First, with respect to “natural products” (e.g., DNA and proteins), inventors should consider making modifications to the molecules. This approach may be advantageous in many ways by improving efficacy, reducing toxicity, increasing bioavailability etc.

For example, improving stability of a molecule might be especially important when developing biologics. The resulting modified molecules should be considered patentable subject matter under the new law.

Combining two or more active “natural” products in a pharmaceutical formulation ought to also be considered patentable subject matter. However, inventors should consider whether the compounds interact naturally or work together in the body.

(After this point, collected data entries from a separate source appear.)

//! Active-session pointer file.
//!
//! A small JSON file in the data directory records which identity was signed
//! in when the process last ran. It lives beside the record database, not
//! inside it, so bootstrap can read it with plain file IO. Absent file means
//! no restorable session.

use std::fs;
use std::io::{self, Write};
use std::path::Path;

use serde::{Deserialize, Serialize};
use tempfile::NamedTempFile;

/// On-disk pointer to the active session.
#[derive(Debug, Clone, PartialEq, Eq, Serialize, Deserialize)]
pub struct SessionPointer {
    /// Normalized identity key of the signed-in user.
    pub identity_key: String,

    /// Schema version for forward compatibility.
    ///
    /// A pointer written by a newer schema is ignored rather than guessed at.
    pub version: u32,
}

impl SessionPointer {
    /// Current schema version.
    pub const CURRENT_VERSION: u32 = 1;

    /// Filename for the pointer file.
    pub const FILENAME: &'static str = "active_session.json";

    /// Create a pointer for the given identity with the current version.
    #[must_use]
    pub fn new(identity_key: impl Into<String>) -> Self {
        Self {
            identity_key: identity_key.into(),
            version: Self::CURRENT_VERSION,
        }
    }

    #[must_use]
    pub fn is_compatible(&self) -> bool {
        self.version == Self::CURRENT_VERSION
    }

    /// Load the pointer at `path`.
    ///
    /// Missing, unreadable, unparseable, and incompatible files all read as
    /// `None`; the failure modes beyond "missing" are logged.
    #[must_use]
    pub fn load(path: &Path) -> Option<Self> {
        if !path.exists() {
            return None;
        }

        match fs::read_to_string(path) {
            Ok(data) => match serde_json::from_str::<Self>(&data) {
                Ok(pointer) if pointer.is_compatible() => Some(pointer),
                Ok(_) => {
                    tracing::debug!("Session pointer version mismatch, ignoring");
                    None
                }
                Err(e) => {
                    tracing::warn!("Failed to parse session pointer: {e}");
                    None
                }
            },
            Err(e) => {
                tracing::warn!("Failed to read session pointer: {e}");
                None
            }
        }
    }

    /// Write the pointer atomically with owner-only permissions.
    pub fn save(&self, path: &Path) -> io::Result<()> {
        let json = serde_json::to_string_pretty(self)?;
        atomic_write(path, json.as_bytes())
    }

    /// Remove the pointer file. A missing file is not an error.
    pub fn remove(path: &Path) -> io::Result<()> {
        match fs::remove_file(path) {
            Ok(()) => Ok(()),
            Err(e) if e.kind() == io::ErrorKind::NotFound => Ok(()),
            Err(e) => Err(e),
        }
    }
}

// Temp file + rename in the destination directory, so a crash mid-write
// never leaves a torn pointer behind.
fn atomic_write(path: &Path, bytes: &[u8]) -> io::Result<()> {
    let parent = path.parent().unwrap_or_else(|| Path::new("."));
    let parent = if parent.as_os_str().is_empty() {
        Path::new(".")
    } else {
        parent
    };

    let mut tmp = NamedTempFile::new_in(parent)?;
    #[cfg(unix)]
    {
        use std::os::unix::fs::PermissionsExt;
        fs::set_permissions(tmp.path(), fs::Permissions::from_mode(0o600))?;
    }

    tmp.write_all(bytes)?;
    tmp.as_file().sync_all()?;
    tmp.persist(path).map_err(|e| e.error)?;
    Ok(())
}

#[cfg(test)]
mod tests {
    use super::SessionPointer;

    #[test]
    fn save_then_load_round_trips() {
        let dir = tempfile::tempdir().expect("tempdir");
        let path = dir.path().join(SessionPointer::FILENAME);

        let pointer = SessionPointer::new("ada@example.com");
        pointer.save(&path).expect("save");

        let loaded = SessionPointer::load(&path).expect("pointer present");
        assert_eq!(loaded, pointer);
    }

    #[test]
    fn missing_file_loads_as_none() {
        let dir = tempfile::tempdir().expect("tempdir");
        assert!(SessionPointer::load(&dir.path().join("absent.json")).is_none());
    }

    #[test]
    fn corrupt_file_loads_as_none() {
        let dir = tempfile::tempdir().expect("tempdir");
        let path = dir.path().join(SessionPointer::FILENAME);
        std::fs::write(&path, b"{not json").expect("write garbage");
        assert!(SessionPointer::load(&path).is_none());
    }

    #[test]
    fn future_version_loads_as_none() {
        let dir = tempfile::tempdir().expect("tempdir");
        let path = dir.path().join(SessionPointer::FILENAME);
        let ahead = SessionPointer {
            identity_key: "ada@example.com".to_string(),
            version: SessionPointer::CURRENT_VERSION + 1,
        };
        ahead.save(&path).expect("save");
        assert!(SessionPointer::load(&path).is_none());
    }

    #[test]
    fn remove_is_idempotent() {
        let dir = tempfile::tempdir().expect("tempdir");
        let path = dir.path().join(SessionPointer::FILENAME);

        SessionPointer::new("ada@example.com")
            .save(&path)
            .expect("save");
        SessionPointer::remove(&path).expect("first remove");
        assert!(!path.exists());
        SessionPointer::remove(&path).expect("second remove");
    }

    #[cfg(unix)]
    #[test]
    fn pointer_file_is_owner_only() {
        use std::os::unix::fs::PermissionsExt;

        let dir = tempfile::tempdir().expect("tempdir");
        let path = dir.path().join(SessionPointer::FILENAME);
        SessionPointer::new("ada@example.com")
            .save(&path)
            .expect("save");

        let mode = std::fs::metadata(&path)
            .expect("metadata")
            .permissions()
            .mode()
            & 0o777;
        assert_eq!(mode, 0o600);
    }
}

Second, with respect to diagnostics, inventors should consider employing novel biomolecules in diagnostic methods. For example, novel materials (e.g., antibodies) could be used in the diagnostic method to impart stronger patent protection and perhaps more predictable results.

Diagnostic methods related to personalized medicine may be considered patentable subject matter, especially if combinations of parameters are used in a new way—for example, combining a test for a biomarker in the blood with a screen for a particular genotype.

In each case, inventors and companies should seriously consider using trade secret protection where appropriate. This may be appropriate where particular methodologies are not easily detected by competitors and where the risk of rejection of the invention for lack of patentable subject matter is high. Trade secret law was recently strengthened through U.S. Congressional passage of the Defend Trade Secrets Act of 2016.

Despite a sea of changes, patent protection in biotech is still a valuable tool in developing your biotechnology business strategy. Modifying “products of nature” improves the chances of obtaining valuable patent protection, and may improve efficacy and bioavailability and reduce toxicity of the product. Modified drugs and biologics may also carve out a niche in a crowded market space or help identify new uses for old drugs. Understanding the changes in the law is critical to developing and implementing patent and intellectual property strategies in a rapidly changing market.